Steve ha ricevuto una lettera.
Quindi
lo fai lentamente. Apri la busta stando attento a non strappare la
carta, ascoltando il suono secco delle fibre che si rompono. Tiri
fuori il foglio, piegato in tre parti, e non lo spieghi subito. Senti
la grana sotto le dita, l'annusi. Be', almeno questo non è cambiato:
tra le tante cose che questo mondo malato è riuscito a sgretolare,
corrompere, cancellare, l'odore della carta da lettere no, quello è
ha resistito immutato.
Forse
dovresti ricordarti di ringraziare Stark per questo regalo
collaterale. Forse. Dipende dal contenuto della lettera.
Ma
tu sei pronto a tutto – qualsiasi cosa, davvero –
tranne questo. Questo riesce a farti balzare il cuore in gola,
mozzandoti il fiato. La busta ti cade a terra, mentre il foglio trema
tra le tue dita.
~
Sfili
gli occhiali da sole e alzi lo sguardo sulla struttura davanti a te.

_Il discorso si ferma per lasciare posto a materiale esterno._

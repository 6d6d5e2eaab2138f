//! Workflow (board), column (step) and kanban snapshot handlers.

use tracing::debug;

use crate::domain::WorkflowStep;
use crate::domain::events::{
    ColumnCreated, ColumnDeleted, ColumnUpdated, KanbanUpdate, WorkflowCreated, WorkflowDeleted,
    WorkflowUpdated,
};
use crate::store::state::upsert_by;
use crate::store::{AppState, KanbanView};
use crate::typed::{RegistryError, TypedRegistry};

pub fn register(registry: &mut TypedRegistry) -> Result<(), RegistryError> {
    registry.register::<WorkflowCreated, _>(|state: &mut AppState, e: WorkflowCreated| {
        upsert_by(&mut state.workflows, e.0, |a, b| a.id == b.id)
    })?;
    registry.register::<WorkflowUpdated, _>(|state: &mut AppState, e: WorkflowUpdated| {
        upsert_by(&mut state.workflows, e.0, |a, b| a.id == b.id)
    })?;
    registry.register::<WorkflowDeleted, _>(|state: &mut AppState, e: WorkflowDeleted| {
        state.remove_workflow(&e.workflow_id)
    })?;
    registry.register::<ColumnCreated, _>(|state: &mut AppState, e: ColumnCreated| {
        upsert_step(state, e.0)
    })?;
    registry.register::<ColumnUpdated, _>(|state: &mut AppState, e: ColumnUpdated| {
        upsert_step(state, e.0)
    })?;
    registry.register::<ColumnDeleted, _>(on_column_deleted)?;
    registry.register::<KanbanUpdate, _>(on_kanban_update)?;
    Ok(())
}

pub fn upsert_step(state: &mut AppState, step: WorkflowStep) {
    let workflow_id = step.workflow_id.clone();
    match state.view_for_mut(&workflow_id) {
        Some(view) => {
            view.upsert_step(step);
        }
        None => debug!(
            step_id = %step.id,
            workflow_id = %workflow_id,
            "column for an unloaded workflow"
        ),
    }
}

pub fn on_column_deleted(state: &mut AppState, event: ColumnDeleted) {
    if let Some(view) = state.view_for_mut(&event.workflow_id) {
        view.remove_step(&event.step_id);
    }
}

/// Full snapshot of one workflow. Non-active workflows land in the cache.
pub fn on_kanban_update(state: &mut AppState, event: KanbanUpdate) {
    let mut view = KanbanView::default();
    view.replace(event.workflow_id, event.steps, event.tasks);
    state.put_view(view);
}
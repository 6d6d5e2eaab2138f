use std::sync::atomic::{AtomicU64, Ordering};

use serde::{Deserialize, Serialize};

use crate::store::{AppState, selectors};
use crate::typed::DispatchOutcome;

#[derive(Debug, Clone, Default, PartialEq, Eq, Serialize, Deserialize)]
pub struct StoreCounts {
    pub workflows: usize,
    pub steps: usize,
    pub tasks: usize,
    pub sessions: usize,
    pub messages: usize,
    pub pending_permissions: usize,
    pub pending_requests: usize,
}

impl StoreCounts {
    /// Counts over every loaded view (active and cached).
    pub fn collect(state: &AppState, pending_requests: usize) -> Self {
        Self {
            workflows: state.workflows.len(),
            steps: state.views().map(|v| v.steps.len()).sum(),
            tasks: state.views().map(|v| v.tasks.len()).sum(),
            sessions: state.sessions.len(),
            messages: state.messages.values().map(Vec::len).sum(),
            pending_permissions: selectors::pending_permission_count(state),
            pending_requests,
        }
    }
}

#[derive(Debug, Clone, Copy, Default, PartialEq, Eq, Serialize, Deserialize)]
pub struct DispatchCounts {
    pub applied: u64,
    pub ignored: u64,
    pub malformed: u64,
}

/// Running totals of dispatch outcomes, shared with the receive loop.
#[derive(Debug, Default)]
pub struct DispatchStats {
    applied: AtomicU64,
    ignored: AtomicU64,
    malformed: AtomicU64,
}

impl DispatchStats {
    pub fn record(&self, outcome: &DispatchOutcome) {
        let counter = match outcome {
            DispatchOutcome::Applied => &self.applied,
            DispatchOutcome::Ignored => &self.ignored,
            DispatchOutcome::Malformed(_) => &self.malformed,
        };
        counter.fetch_add(1, Ordering::Relaxed);
    }

    pub fn snapshot(&self) -> DispatchCounts {
        DispatchCounts {
            applied: self.applied.load(Ordering::Relaxed),
            ignored: self.ignored.load(Ordering::Relaxed),
            malformed: self.malformed.load(Ordering::Relaxed),
        }
    }
}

Per l'ennesima volta tiri fuori la lettera dalla tasca interna della
giacca. La scrittura di Stark si spiega sulla carta in modo
scoordinato. Fissi le lettere senza vederle davvero, perché ormai lo
sai a memoria quell'indirizzo.
Devi
prendere un bel respiro per deciderti a varcare quella soglia.
La
signorina alla reception è una bella ragazza di colore –
hai imparato che è quello il modo politically correct di appellare
le persone afroamericane. Ti sorride con i denti bianchissimi e ti
dice qualcosa di lusinghiero sul fatto che i giovani di solito non si
ricordano mai di venire a trovare i nonni. Sorridi di rimando,
evitando di commentare per non alimentare quella bugia bianca, e le
dici il nome. Lei reagisce con stupore e ti conduce subito nel
cortile interno.
È
un bel giardino, pieno di aiole fiorite e cespugli aromatici, assolato dalla calda luce estiva. La
ragazza ti porta ad una panchina ombreggiata da un acero rosso. C'è
seduta una signora dai capelli tutti bianchi raccolti ordinatamente
in una crocchia. Indossa una vestaglia azzurra e a te batte forte il
cuore.
La
ragazza si mette le mani ai fianchi e assume un finto broncio: –
Sono molto offesa, signora Carter, molto offesa! Perché ci ha tenuto
nascosto questo bel figliolo? –
Lei
ti fa l'occhiolino e tu arrossisci. Ti schiarisci la voce
imbarazzato quando la signora Carter alza lo sguardo su di te.
– Steven
Rogers, sei in ritardo. – dice
con lo stesso cipiglio che ricordi bene.
E
le sorridi e lei ti sorride mentre batte una mano sulla panchina. E
continuate a sorridervi mentre la ragazza va via e tu ti siedi e le
prendi una mano tra le tue.
Decisamente,
devi più di un “grazie” a Tony Stark.